Collected data
..........

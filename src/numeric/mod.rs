//! Numerical operators used by the surface evaluator: finite differences and
//! quadrature over sampled grids.

pub mod gradient;
pub mod quadrature;

pub use gradient::{gradient, gradient_along};
pub use quadrature::{simpson, simpson_along};
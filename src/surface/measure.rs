//! Area and boundary length of a sampled strip.
//!
//! ## Surface area
//! With the tangent vectors `r_u = ∂(X, Y, Z)/∂u` and `r_v = ∂(X, Y, Z)/∂v`
//! estimated by finite differences on the sampled grids, the area element is
//! ```text
//! dA = ‖r_u × r_v‖ du dv
//! ```
//! The density grid is integrated with composite Simpson, first across `v`
//! for every column and then along the resulting `u` profile.
//!
//! ## Edge length
//! The boundary is approximated by the chords between consecutive samples
//! of the first and last rows. Because of the half twist those two rows are
//! the two halves of one closed curve; [`MobiusStrip::boundary_loop`] joins
//! them explicitly.

use super::MobiusStrip;
use crate::float_types::{Real, tolerance};
use crate::grid::{Axis, Grid};
use crate::numeric::{gradient_along, simpson, simpson_along};
use nalgebra::{Point3, Vector3};

/// Finite-difference partial derivatives of the three coordinate grids.
#[derive(Debug, Clone)]
pub struct Tangents {
    pub x_u: Grid,
    pub y_u: Grid,
    pub z_u: Grid,
    pub x_v: Grid,
    pub y_v: Grid,
    pub z_v: Grid,
}

impl Tangents {
    /// `∂r/∂u` at cell `(i, j)`.
    #[inline]
    pub fn along_u(&self, i: usize, j: usize) -> Vector3<Real> {
        Vector3::new(self.x_u[(i, j)], self.y_u[(i, j)], self.z_u[(i, j)])
    }

    /// `∂r/∂v` at cell `(i, j)`.
    #[inline]
    pub fn along_v(&self, i: usize, j: usize) -> Vector3<Real> {
        Vector3::new(self.x_v[(i, j)], self.y_v[(i, j)], self.z_v[(i, j)])
    }

    /// `r_u × r_v` at cell `(i, j)`; its length is the local area density.
    #[inline]
    pub fn cross_at(&self, i: usize, j: usize) -> Vector3<Real> {
        self.along_u(i, j).cross(&self.along_v(i, j))
    }

    /// Unit surface normal at `(i, j)`.
    ///
    /// Cells whose area density is below [`tolerance`] have no well defined
    /// normal and report `+Z`.
    pub fn normal_at(&self, i: usize, j: usize) -> Vector3<Real> {
        self.cross_at(i, j)
            .try_normalize(tolerance())
            .unwrap_or_else(Vector3::z)
    }
}

/// Both scalar results of a strip, evaluated together.
#[derive(Debug, Clone, Copy, PartialEq)]
pub struct Measurements {
    pub surface_area: Real,
    pub edge_length: Real,
}

/// Sum of the chord lengths between consecutive points.
pub fn polyline_length(points: &[Point3<Real>]) -> Real {
    points.windows(2).map(|w| (w[1] - w[0]).norm()).sum()
}

impl MobiusStrip {
    /// Partial derivatives of X, Y and Z along `u` (columns) and `v` (rows),
    /// scaled by the actual parameter spacing.
    pub fn tangents(&self) -> Tangents {
        let (du, dv) = (self.du(), self.dv());
        Tangents {
            x_u: gradient_along(&self.x, Axis::Columns, du),
            y_u: gradient_along(&self.y, Axis::Columns, du),
            z_u: gradient_along(&self.z, Axis::Columns, du),
            x_v: gradient_along(&self.x, Axis::Rows, dv),
            y_v: gradient_along(&self.y, Axis::Rows, dv),
            z_v: gradient_along(&self.z, Axis::Rows, dv),
        }
    }

    /// Per-cell area density `‖r_u × r_v‖`.
    pub fn area_density(&self) -> Grid {
        let t = self.tangents();
        let (rows, cols) = self.x.shape();
        Grid::from_fn(rows, cols, |i, j| t.cross_at(i, j).norm())
    }

    /// Total surface area.
    ///
    /// Integrates [`area_density`](Self::area_density) over `v` and then `u`
    /// with composite Simpson. Non-finite samples propagate into the result.
    ///
    /// ```
    /// # use mobius::MobiusStrip;
    /// # use mobius::float_types::TAU;
    /// // A thin strip is nearly a band of length 2πR.
    /// let strip = MobiusStrip::new(1.0, 0.01, 201).unwrap();
    /// assert!((strip.surface_area() - TAU * 0.01).abs() < 1e-4);
    /// ```
    pub fn surface_area(&self) -> Real {
        let density = self.area_density();
        let profile = simpson_along(&density, Axis::Rows, self.dv());
        let area = simpson(&profile, self.du());

        if area.is_finite() {
            log::trace!("surface area = {area}");
        } else {
            log::warn!("surface area evaluated to a non-finite value: {area}");
        }
        area
    }

    /// Boundary points at `v = -w/2` (row 0), ordered by increasing `u`.
    pub fn bottom_edge(&self) -> Vec<Point3<Real>> {
        self.row_points(0)
    }

    /// Boundary points at `v = +w/2` (last row), ordered by increasing `u`.
    pub fn top_edge(&self) -> Vec<Point3<Real>> {
        self.row_points(self.resolution() - 1)
    }

    /// The strip's single boundary curve as one closed polyline.
    ///
    /// Walks the top row and continues into the bottom row: the end of the
    /// top row at `u = 2π` coincides with the start of the bottom row at
    /// `u = 0`, and the end of the bottom row coincides with the start of the
    /// top row, so the first and last points are the same. The seam sample is
    /// not repeated.
    pub fn boundary_loop(&self) -> Vec<Point3<Real>> {
        let mut points = self.top_edge();
        points.extend(self.bottom_edge().into_iter().skip(1));
        points
    }

    /// Boundary length as the sum of the chord lengths of the bottom and top
    /// rows.
    ///
    /// The two rows are the two halves of the strip's single boundary, so
    /// this is the length of the whole boundary and matches
    /// `polyline_length(&boundary_loop())` up to rounding at the seam.
    pub fn edge_length(&self) -> Real {
        let length = polyline_length(&self.bottom_edge()) + polyline_length(&self.top_edge());

        if length.is_finite() {
            log::trace!("edge length = {length}");
        } else {
            log::warn!("edge length evaluated to a non-finite value: {length}");
        }
        length
    }

    /// Evaluate area and edge length together.
    ///
    /// With the `parallel` feature both run concurrently on the rayon pool.
    pub fn measure(&self) -> Measurements {
        #[cfg(feature = "parallel")]
        let (surface_area, edge_length) =
            rayon::join(|| self.surface_area(), || self.edge_length());
        #[cfg(not(feature = "parallel"))]
        let (surface_area, edge_length) = (self.surface_area(), self.edge_length());

        Measurements {
            surface_area,
            edge_length,
        }
    }
}

#[cfg(test)]
mod tests {
    use super::*;

    const TOL: Real = 1e3 * Real::EPSILON;

    #[test]
    fn polyline_length_of_unit_steps() {
        let pts = [
            Point3::new(0.0, 0.0, 0.0),
            Point3::new(1.0, 0.0, 0.0),
            Point3::new(1.0, 1.0, 0.0),
            Point3::new(1.0, 1.0, 1.0),
        ];
        assert!((polyline_length(&pts) - 3.0).abs() < TOL);
        assert_eq!(polyline_length(&pts[..1]), 0.0);
        assert_eq!(polyline_length(&[]), 0.0);
    }

    #[test]
    fn tangents_match_analytic_derivatives_in_the_interior() {
        let strip = MobiusStrip::new(1.0, 0.4, 101).unwrap();
        let t = strip.tangents();
        let (i, j) = (30, 40);
        let (u, v) = (strip.u()[j], strip.v()[i]);

        let c = (u / 2.0).cos();
        let s = (u / 2.0).sin();
        let r = 1.0 + v * c;
        let r_u = Vector3::new(
            -0.5 * v * s * u.cos() - r * u.sin(),
            -0.5 * v * s * u.sin() + r * u.cos(),
            0.5 * v * c,
        );
        let r_v = Vector3::new(c * u.cos(), c * u.sin(), s);

        assert!((t.along_u(i, j) - r_u).norm() < 5e-3);
        assert!((t.along_v(i, j) - r_v).norm() < 1e4 * Real::EPSILON);
    }

    #[test]
    fn normals_are_unit_length() {
        let strip = MobiusStrip::new(1.0, 0.4, 9).unwrap();
        let t = strip.tangents();
        for i in 0..9 {
            for j in 0..9 {
                assert!((t.normal_at(i, j).norm() - 1.0).abs() < TOL);
            }
        }
    }
}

..........

**Goal of the exercise:** Search the data above for the string "together". Report every line where it is found.

**Answer section:**
/// Both scalar results of a strip, evaluated together.
    /// Evaluate area and edge length together.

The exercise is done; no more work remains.